BOLD variance is positively associated with omission errors during visual detection. Pearson correlations that accounted for the dependence among the repeated measures, were calculated to study the relationship between behavior and BOLD SD in visual cortex during rest (a) and task (b). a Individual resting-state BOLD SD values in visual cortex (extracted from cluster 1, x-axis) correlated positively with individual omission errors during visual detection (y-axis) at the same times of day (r = 0.54, n = 54, P < 0.001). The scatter plot shows individual resting-state BOLD SD values and corresponding omission errors for all ToD (linear regression line of best fit included in the graph). b Correlation between omission errors and BOLD SD persisted during visual detection, linking BOLD SD reductions to performance (y-axis: omission errors; x-axis: BOLD SD during visual detection task). BOLD SD values were extracted from the cluster in the primary and secondary visual cortex (circles: r = 0.43, P = 0.003, n = 54. Local maxima in the left calcarine sulcus (MNI −10 −68 12) and left lingual gyrus (MNI −8 −66 2), see Fig. 3) and from the cluster in the secondary visual cortex (triangles: r = 0.42, P = 0.004, n = 54. Local maxima in the left (MNI −2 −82 24) and right cuneus (MNI 4–82 20), see Fig. 3). The scatter plot shows individual BOLD SD values during visual detection and corresponding omission errors for all ToD (linear regression line of best fit included in the graph)

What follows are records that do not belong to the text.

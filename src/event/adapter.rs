//! Bridges widget listener registration into [`EventSequence`]s.

use std::sync::Arc;

use super::action::Action;
use super::sequence::{EventSequence, EventSink, ListenerGuard};
use super::DEFAULT_EVENT_BUFFER;
use crate::config::EventsConfig;
use crate::error::UiError;
use crate::toolkit::{
    ActionEvent, DocumentEvent, FocusEvent, FocusEventKind, ListenerKind, MouseEvent,
    MouseEventKind, NativeEvent, Widget,
};

/// Creates widget event sequences.
///
/// Constructed explicitly and passed to whoever builds views; it carries
/// the per-subscription buffer size and nothing else.
#[derive(Debug, Clone, Copy)]
pub struct EventAdapter {
    capacity: usize,
}

impl Default for EventAdapter {
    fn default() -> Self {
        Self::new(DEFAULT_EVENT_BUFFER)
    }
}

impl EventAdapter {
    pub fn new(capacity: usize) -> Self {
        Self {
            capacity: capacity.max(1),
        }
    }

    pub fn from_config(config: &EventsConfig) -> Self {
        Self::new(config.buffer_capacity)
    }

    pub fn capacity(&self) -> usize {
        self.capacity
    }

    /// Wrap an arbitrary attach operation into a sequence.
    pub fn to_sequence<E, F>(&self, label: &str, attach: F) -> EventSequence<E>
    where
        E: Send + 'static,
        F: Fn(EventSink<E>) -> Result<ListenerGuard, UiError> + Send + Sync + 'static,
    {
        EventSequence::new(label, self.capacity, attach)
    }

    /// Register one native listener per kind in `kinds`, forwarding the
    /// events `project` accepts. All registrations share one guard.
    fn listen_widget<E>(
        &self,
        widget: &Widget,
        kinds: &'static [ListenerKind],
        project: fn(&Widget, &NativeEvent) -> Option<E>,
    ) -> EventSequence<E>
    where
        E: Send + 'static,
    {
        let widget = widget.clone();
        let label = format!(
            "{}:{}",
            widget.name(),
            kinds.first().map(|kind| kind.as_str()).unwrap_or("none")
        );
        self.to_sequence(&label, move |sink| {
            let mut guard: Option<ListenerGuard> = None;
            for kind in kinds {
                let target = widget.clone();
                let kind_sink = sink.clone();
                let callback = Arc::new(move |event: &NativeEvent| {
                    if let Some(value) = project(&target, event) {
                        kind_sink.emit(value);
                    }
                });
                // An early return drops `guard`, detaching the kinds attached so far.
                let id = widget
                    .add_listener(*kind, callback)
                    .map_err(|_| UiError::resource_unavailable(widget.name(), kind.as_str()))?;
                let owner = widget.clone();
                let registration = ListenerGuard::new(move || {
                    owner.remove_listener(id);
                });
                guard = Some(match guard {
                    Some(previous) => previous.join(registration),
                    None => registration,
                });
            }
            Ok(guard.unwrap_or_else(|| ListenerGuard::new(|| {})))
        })
    }

    /// Every mouse event, including motion.
    pub fn mouse_events(&self, widget: &Widget) -> EventSequence<MouseEvent> {
        self.listen_widget(
            widget,
            &[ListenerKind::Mouse, ListenerKind::MouseMotion],
            |_, event| match event {
                NativeEvent::Mouse(mouse) => Some(*mouse),
                _ => None,
            },
        )
    }

    fn mouse_of_kind(&self, widget: &Widget, kind: MouseEventKind) -> EventSequence<MouseEvent> {
        self.mouse_events(widget)
            .filter(move |event| event.kind == kind)
    }

    pub fn mouse_moves(&self, widget: &Widget) -> EventSequence<MouseEvent> {
        self.mouse_of_kind(widget, MouseEventKind::Moved)
    }

    pub fn mouse_clicks(&self, widget: &Widget) -> EventSequence<MouseEvent> {
        self.mouse_of_kind(widget, MouseEventKind::Clicked)
    }

    pub fn mouse_drags(&self, widget: &Widget) -> EventSequence<MouseEvent> {
        self.mouse_of_kind(widget, MouseEventKind::Dragged)
    }

    pub fn mouse_presses(&self, widget: &Widget) -> EventSequence<MouseEvent> {
        self.mouse_of_kind(widget, MouseEventKind::Pressed)
    }

    pub fn mouse_releases(&self, widget: &Widget) -> EventSequence<MouseEvent> {
        self.mouse_of_kind(widget, MouseEventKind::Released)
    }

    pub fn mouse_enters(&self, widget: &Widget) -> EventSequence<MouseEvent> {
        self.mouse_of_kind(widget, MouseEventKind::Entered)
    }

    pub fn mouse_exits(&self, widget: &Widget) -> EventSequence<MouseEvent> {
        self.mouse_of_kind(widget, MouseEventKind::Exited)
    }

    pub fn focus_events(&self, widget: &Widget) -> EventSequence<FocusEvent> {
        self.listen_widget(widget, &[ListenerKind::Focus], |_, event| match event {
            NativeEvent::Focus(focus) => Some(*focus),
            _ => None,
        })
    }

    pub fn focus_gains(&self, widget: &Widget) -> EventSequence<FocusEvent> {
        self.focus_events(widget)
            .filter(|event| event.kind == FocusEventKind::Gained)
    }

    pub fn focus_losses(&self, widget: &Widget) -> EventSequence<FocusEvent> {
        self.focus_events(widget)
            .filter(|event| event.kind == FocusEventKind::Lost)
    }

    /// Button presses, or Enter in a text field.
    pub fn action_events(&self, widget: &Widget) -> EventSequence<ActionEvent> {
        self.listen_widget(widget, &[ListenerKind::Action], |_, event| match event {
            NativeEvent::Action(action) => Some(action.clone()),
            _ => None,
        })
    }

    pub fn actions(&self, widget: &Widget) -> EventSequence<Action> {
        self.action_events(widget).as_actions()
    }

    pub fn document_changes(&self, widget: &Widget) -> EventSequence<DocumentEvent> {
        self.listen_widget(widget, &[ListenerKind::Document], |_, event| match event {
            NativeEvent::Document(document) => Some(*document),
            _ => None,
        })
    }

    /// The component's full text after every document change.
    pub fn text_changes(&self, widget: &Widget) -> EventSequence<String> {
        self.listen_widget(widget, &[ListenerKind::Document], |target, event| match event {
            NativeEvent::Document(_) => Some(target.text()),
            _ => None,
        })
    }
}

ToD-effects in BOLD signal variance during visual perception

Therefore, we further analyzed fMRI data during the visual detection task. We first tested whether ToD modulates task-related BOLD SD in the visual cortex during visual detection in the same way as it modulates visual cortex BOLD SD during rest using a t-test (cluster-extent based threshold: k = 112, P < 0.05, FWE corrected; cluster-defining primary threshold of t(40) > 3.31, P < 0.001, uncorrected; n = 9). Task-related BOLD SD in two clusters in the primary and secondary visual cortex was reduced at 8:00 and 20:00 h, as compared to midday measurements (Fig. 3a and b). Reductions ranged from 7.4 to 26.8% of BOLD SD values at 14:00 h. In comparison to resting state, BOLD SD during the visual detection task was overall decreased in both the primary and secondary visual cortex (Rest-task: t(8) = 3.82, P = 0.010, Cohen’s d = 0.99, mean difference = 1.26, n = 9) and the secondary visual cortex (Rest-task: t(8) = 4.75, P = 0.002, Cohen’s d = 1.30, mean difference = 1.63, n = 9); significance threshold was at P < 0.05, Bonferroni corrected. Task-related BOLD SD in both visual cortex clusters was also linearly and positively related to omission errors during visual detection at the same ToD (Pearson correlations accounting for the dependence among the repeated measures in primary and secondary visual cortex: r = 0.43, P = 0.003, n = 54 and secondary visual cortex: r = 0.42, P = 0.004, n = 54; Fig. 2b). The similar ToD-dependent effects during, both, the visual detection task and rest, suggest that endogenous reductions in spontaneous cortical activity persist during active processing.

Fig. 3
Fig. 3

BOLD SD during visual detection decreases in visual cortex at twilight. a One-sample t-test for BOLD SD during visual detection showing significant BOLD SD reductions in a cluster in the primary and secondary visual cortex (k = 112 voxels, P = 0.022, FWE; local maxima in the left calcarine sulcus (MNI −10 −68 12) and left lingual gyrus (MNI −8 −66 2)) and a cluster in the secondary visual cortex (k = 184 voxels, P = 0.006, FWE; local maxima in the left (MNI −2–82 24) and right cuneus (MNI 4 −82 20)) at 08:00 h and 20:00 h compared to midday measurements 11:00, 14:00, and 17:00 h (cluster-extent based threshold: k = 112, P < 0.05, FWE corrected; cluster-defining primary threshold of t(40) > 3.31, P < 0.001, uncorrected; n = 9). b Extracted task-related BOLD SD values from the cluster in the primary and secondary visual cortex (yellow) and from the cluster in secondary visual cortex (blue), showing the same ToD-effects as resting-state BOLD SD. Pairwise comparisons between all ToD were not performed on the extracted BOLD SD values to avoid an inflation in Type I error56. The graph shows the group-mean BOLD SD values for both clusters


Here we report reduced visual cortex BOLD signal variance during close-to-threshold perception at times of twilight that correlates with improved visual detection. Because activity is also reduced during prior resting-state and masking factors have been accounted for in our analyses, an endogenous source of this ToD-dependent modulation of cortical activity is likely.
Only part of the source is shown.